Efficiency-fluctuation trade-offs in biomolecular assembly processes (2409.17447v2)

Abstract: Stochastic fluctuations of molecular abundances are a ubiquitous feature of cellular processes and lead to significant cell-to-cell variability. Recent theoretical work established lower bounds for stochastic fluctuations in cells for broad classes of cellular processes by analyzing the dynamics of reaction motifs that are embedded within a larger network with arbitrary interactions and dynamics. For example, a class of generalized assembly processes in which two co-regulated subunits irreversibly form a complex was shown to exhibit an unavoidable trade-off between assembly efficiency and subunit fluctuations: Regardless of rate constants and details of feedback control, subunit fluctuations were shown to diverge as the assembly efficiency approaches 100%. In contrast, other work has reported how efficient assembly processes work as stochastic noise filters or can achieve robust adaptation through integral control. While all of these results are technically correct their seemingly contradictory conclusions raise the question of how broadly applicable the previously reported efficiency-fluctuation trade-off is.

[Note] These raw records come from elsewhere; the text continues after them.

pub mod net;
pub mod session;
pub mod world;

pub use net::{
    AliveEntry, Announcement, Channel, ClientMessage, CodecError, Color32, ConnectionId,
    DEFAULT_PORT, DiscoveryFilter, Host, HostConfig, LoginGrant, LoginRejection, MAX_NAME_LEN,
    NetEvent, NetworkStats, PacketKind, PacketLossSimulation, PacketReader, PacketWriter,
    PlayerId, PlayerState, PortSearchError, ServerMessage, TransportError, find_private_port,
};
pub use session::{
    ClientEvent, ClientSession, ClientState, CredentialStore, GameOver, MemoryCredentialStore,
    PeerList, Roster, SceneLoad, ServerEvent, ServerSession, ServerState, SessionConfig,
    SessionError, UiSink, World,
};
pub use world::TileWorld;
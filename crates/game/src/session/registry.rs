//! Player bookkeeping shared by both session roles.
//!
//! The server keeps [`ServerRoster`] in login order and never reorders it,
//! so the alive list it broadcasts is a subsequence of that order. Clients
//! keep peers in the same relative order, which lets [`PeerList::reconcile`]
//! diff the two lists with a single forward scan. Any subset of an ordered
//! list is still ordered, so the lone winner kept across a restart is
//! matched rather than recreated.

use std::collections::HashSet;

use glam::Vec3;

use crate::net::{AliveEntry, Color32, ConnectionId, PlayerId};

pub use crate::net::PlayerState;

const PALETTE: [Color32; 8] = [
    Color32::rgb(231, 76, 60),
    Color32::rgb(52, 152, 219),
    Color32::rgb(46, 204, 113),
    Color32::rgb(241, 196, 15),
    Color32::rgb(155, 89, 182),
    Color32::rgb(230, 126, 34),
    Color32::rgb(26, 188, 156),
    Color32::rgb(236, 240, 241),
];

pub fn palette_color(index: usize) -> Color32 {
    PALETTE[index % PALETTE.len()]
}

/// Remote avatar tracked by a client.
#[derive(Debug, Clone, Copy, PartialEq)]
pub struct PlayerSync {
    pub player_id: PlayerId,
    pub position: Vec3,
}

/// Client view of who is on the server. The local player sits at index 0.
#[derive(Debug, Clone, Default)]
pub struct Roster {
    players: Vec<PlayerState>,
}

impl Roster {
    pub fn from_login(local: PlayerState, peers: Vec<PlayerState>) -> Self {
        let mut roster = Self {
            players: Vec::with_capacity(peers.len() + 1),
        };
        roster.players.push(local);
        for peer in peers {
            roster.add(peer);
        }
        roster
    }

    /// Ignores ids already present.
    pub fn add(&mut self, player: PlayerState) -> bool {
        if self.contains(player.id) {
            return false;
        }
        self.players.push(player);
        true
    }

    /// No-op for absent ids.
    pub fn remove_by_id(&mut self, id: PlayerId) -> Option<PlayerState> {
        let index = self.players.iter().position(|p| p.id == id)?;
        Some(self.players.remove(index))
    }

    pub fn contains(&self, id: PlayerId) -> bool {
        self.players.iter().any(|p| p.id == id)
    }

    pub fn get(&self, id: PlayerId) -> Option<&PlayerState> {
        self.players.iter().find(|p| p.id == id)
    }

    pub fn local(&self) -> Option<&PlayerState> {
        self.players.first()
    }

    pub fn iter(&self) -> impl Iterator<Item = &PlayerState> {
        self.players.iter()
    }

    pub fn len(&self) -> usize {
        self.players.len()
    }

    pub fn is_empty(&self) -> bool {
        self.players.is_empty()
    }

    pub fn clear(&mut self) {
        self.players.clear();
    }

    pub fn names_text(&self) -> String {
        self.players
            .iter()
            .map(|p| p.name.as_str())
            .collect::<Vec<_>>()
            .join("\n")
    }
}

#[derive(Debug, Clone, Default, PartialEq, Eq)]
pub struct ReconcileReport {
    pub created: Vec<PlayerId>,
    pub updated: Vec<PlayerId>,
    pub destroyed: Vec<PlayerId>,
}

impl ReconcileReport {
    pub fn has_membership_changes(&self) -> bool {
        !self.created.is_empty() || !self.destroyed.is_empty()
    }
}

/// Ordered remote avatars on a client.
#[derive(Debug, Clone, Default)]
pub struct PeerList {
    peers: Vec<PlayerSync>,
}

impl PeerList {
    pub fn new() -> Self {
        Self::default()
    }

    /// Applies a STATE_UPDATE alive list in one forward pass. A local entry
    /// missing from the update is stale and dropped; an incoming id that is
    /// not the next local entry is new and inserted ahead of it. The local
    /// player's own entry is skipped.
    pub fn reconcile(
        &mut self,
        local_id: Option<PlayerId>,
        alive: &[AliveEntry],
    ) -> ReconcileReport {
        let mut report = ReconcileReport::default();
        let incoming: HashSet<PlayerId> = alive.iter().map(|e| e.id).collect();
        let mut stale = std::mem::take(&mut self.peers).into_iter().peekable();

        for entry in alive.iter().filter(|e| Some(e.id) != local_id) {
            let matched = loop {
                match stale.peek() {
                    Some(&peer) if peer.player_id == entry.id => break stale.next(),
                    Some(&peer) if !incoming.contains(&peer.player_id) => {
                        report.destroyed.push(peer.player_id);
                        stale.next();
                    }
                    _ => break None,
                }
            };

            match matched {
                Some(mut peer) => {
                    peer.position = entry.position;
                    report.updated.push(entry.id);
                    self.peers.push(peer);
                }
                None => {
                    report.created.push(entry.id);
                    self.peers.push(PlayerSync {
                        player_id: entry.id,
                        position: entry.position,
                    });
                }
            }
        }

        report.destroyed.extend(stale.map(|peer| peer.player_id));
        report
    }

    /// Drops every avatar except the round winner's and returns the ids
    /// removed.
    pub fn retain_winner(&mut self, winner: i32) -> Vec<PlayerId> {
        let mut removed = Vec::new();
        self.peers.retain(|peer| {
            let keep = i64::from(peer.player_id) == i64::from(winner);
            if !keep {
                removed.push(peer.player_id);
            }
            keep
        });
        removed
    }

    pub fn get(&self, id: PlayerId) -> Option<&PlayerSync> {
        self.peers.iter().find(|p| p.player_id == id)
    }

    pub fn ids(&self) -> Vec<PlayerId> {
        self.peers.iter().map(|p| p.player_id).collect()
    }

    pub fn iter(&self) -> impl Iterator<Item = &PlayerSync> {
        self.peers.iter()
    }

    pub fn len(&self) -> usize {
        self.peers.len()
    }

    pub fn is_empty(&self) -> bool {
        self.peers.is_empty()
    }

    pub fn clear(&mut self) {
        self.peers.clear();
    }
}

/// Authoritative entry for a logged-in player. The player id is the
/// server-side connection id.
#[derive(Debug, Clone)]
pub struct ServerPlayer {
    pub state: PlayerState,
    pub position: Vec3,
    pub alive: bool,
}

impl ServerPlayer {
    pub fn id(&self) -> PlayerId {
        self.state.id
    }
}

/// Logged-in players in login order.
#[derive(Debug, Clone, Default)]
pub struct ServerRoster {
    players: Vec<ServerPlayer>,
}

impl ServerRoster {
    pub fn new() -> Self {
        Self::default()
    }

    pub fn add(&mut self, player: ServerPlayer) {
        self.players.push(player);
    }

    pub fn remove(&mut self, connection: ConnectionId) -> Option<ServerPlayer> {
        let index = self.players.iter().position(|p| p.id() == connection)?;
        Some(self.players.remove(index))
    }

    pub fn get(&self, connection: ConnectionId) -> Option<&ServerPlayer> {
        self.players.iter().find(|p| p.id() == connection)
    }

    pub fn get_mut(&mut self, connection: ConnectionId) -> Option<&mut ServerPlayer> {
        self.players.iter_mut().find(|p| p.id() == connection)
    }

    pub fn by_name(&self, name: &str) -> Option<&ServerPlayer> {
        self.players.iter().find(|p| p.state.name == name)
    }

    pub fn states(&self) -> Vec<PlayerState> {
        self.players.iter().map(|p| p.state.clone()).collect()
    }

    pub fn ids(&self) -> Vec<PlayerId> {
        self.players.iter().map(ServerPlayer::id).collect()
    }

    pub fn alive_entries(&self) -> Vec<AliveEntry> {
        self.players
            .iter()
            .filter(|p| p.alive)
            .map(|p| AliveEntry {
                id: p.id(),
                position: p.position,
            })
            .collect()
    }

    pub fn alive_ids(&self) -> Vec<PlayerId> {
        self.players
            .iter()
            .filter(|p| p.alive)
            .map(ServerPlayer::id)
            .collect()
    }

    /// Returns false if the player was unknown or already out.
    pub fn eliminate(&mut self, id: PlayerId) -> bool {
        match self.get_mut(id) {
            Some(player) if player.alive => {
                player.alive = false;
                true
            }
            _ => false,
        }
    }

    pub fn iter(&self) -> impl Iterator<Item = &ServerPlayer> {
        self.players.iter()
    }

    pub fn iter_mut(&mut self) -> impl Iterator<Item = &mut ServerPlayer> {
        self.players.iter_mut()
    }

    pub fn len(&self) -> usize {
        self.players.len()
    }

    pub fn is_empty(&self) -> bool {
        self.players.is_empty()
    }
}

#[cfg(test)]
mod tests {
    use super::*;

    fn alive(ids: &[PlayerId]) -> Vec<AliveEntry> {
        ids.iter()
            .map(|&id| AliveEntry {
                id,
                position: Vec3::splat(id as f32),
            })
            .collect()
    }

    fn player(id: PlayerId, name: &str) -> PlayerState {
        PlayerState::new(id, name, palette_color(id as usize))
    }

    #[test]
    fn test_reconcile_drops_stale_updates_and_creates() {
        let mut peers = PeerList::new();
        peers.reconcile(None, &alive(&[1, 2, 3]));

        let report = peers.reconcile(None, &alive(&[2, 3, 4]));
        assert_eq!(report.destroyed, vec![1]);
        assert_eq!(report.updated, vec![2, 3]);
        assert_eq!(report.created, vec![4]);
        assert_eq!(peers.ids(), vec![2, 3, 4]);
        assert_eq!(peers.get(3).unwrap().position, Vec3::splat(3.0));
    }

    #[test]
    fn test_reconcile_trims_tail() {
        let mut peers = PeerList::new();
        peers.reconcile(None, &alive(&[1, 2, 3]));
        let report = peers.reconcile(None, &alive(&[1]));
        assert_eq!(report.destroyed, vec![2, 3]);
        assert_eq!(peers.ids(), vec![1]);

        let report = peers.reconcile(None, &[]);
        assert_eq!(report.destroyed, vec![1]);
        assert!(peers.is_empty());
    }

    #[test]
    fn test_reconcile_skips_local_player() {
        let mut peers = PeerList::new();
        let report = peers.reconcile(Some(2), &alive(&[1, 2, 3]));
        assert_eq!(report.created, vec![1, 3]);
        assert_eq!(peers.ids(), vec![1, 3]);
    }

    #[test]
    fn test_retain_winner() {
        let mut peers = PeerList::new();
        peers.reconcile(None, &alive(&[1, 2, 3]));
        assert_eq!(peers.retain_winner(2), vec![1, 3]);
        assert_eq!(peers.ids(), vec![2]);

        assert_eq!(peers.retain_winner(-1), vec![2]);
        assert!(peers.is_empty());
    }

    #[test]
    fn test_winner_survives_first_update_after_restart() {
        let mut peers = PeerList::new();
        peers.reconcile(Some(4), &alive(&[1, 2, 3, 4]));
        peers.retain_winner(2);

        let report = peers.reconcile(Some(4), &alive(&[1, 2, 3, 4]));
        assert!(report.destroyed.is_empty());
        assert_eq!(report.updated, vec![2]);
        assert_eq!(report.created, vec![1, 3]);
        assert_eq!(peers.ids(), vec![1, 2, 3]);
    }

    #[test]
    fn test_reconcile_inserts_new_ids_ahead_of_known_ones() {
        let mut peers = PeerList::new();
        peers.reconcile(None, &alive(&[2, 4]));

        let report = peers.reconcile(None, &alive(&[1, 2, 3, 4]));
        assert!(report.destroyed.is_empty());
        assert_eq!(report.updated, vec![2, 4]);
        assert_eq!(report.created, vec![1, 3]);
        assert_eq!(peers.ids(), vec![1, 2, 3, 4]);
    }

    #[test]
    fn test_roster_keeps_local_first_and_removal_is_idempotent() {
        let mut roster = Roster::from_login(player(3, "me"), vec![player(1, "a"), player(2, "b")]);
        assert_eq!(roster.local().unwrap().id, 3);
        assert_eq!(roster.names_text(), "me\na\nb");

        assert!(roster.remove_by_id(1).is_some());
        assert!(roster.remove_by_id(1).is_none());
        assert_eq!(roster.len(), 2);

        assert!(roster.add(player(4, "c")));
        assert!(!roster.add(player(4, "c")));
        assert_eq!(roster.names_text(), "me\nb\nc");
    }

    #[test]
    fn test_server_roster_alive_order() {
        let mut roster = ServerRoster::new();
        for id in [5, 2, 9] {
            roster.add(ServerPlayer {
                state: player(id, "p"),
                position: Vec3::ZERO,
                alive: true,
            });
        }
        assert!(roster.eliminate(2));
        assert!(!roster.eliminate(2));
        assert_eq!(roster.alive_ids(), vec![5, 9]);

        roster.remove(5);
        assert!(roster.remove(5).is_none());
        assert_eq!(roster.ids(), vec![2, 9]);
    }
}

Here, we show that a much broader class of assembly processes than previously considered is subject to an efficiency-fluctuation trade-off which diverges in the high efficiency regime. We find the proposed noise filtering property of efficient assembly processes corresponds to a singular limit of this class of systems. Additionally, we show that combining feedback control with distinct subunit synthesis rates is a necessary condition to overcome the generalized efficiency-fluctuation trade-off. Through numerical examples, we show that biomolecular integral controllers are one of several realizations of such control. How small a change to joint subunit control is sufficient to avoid diverging fluctuations in the high-efficiency limit remains an open question.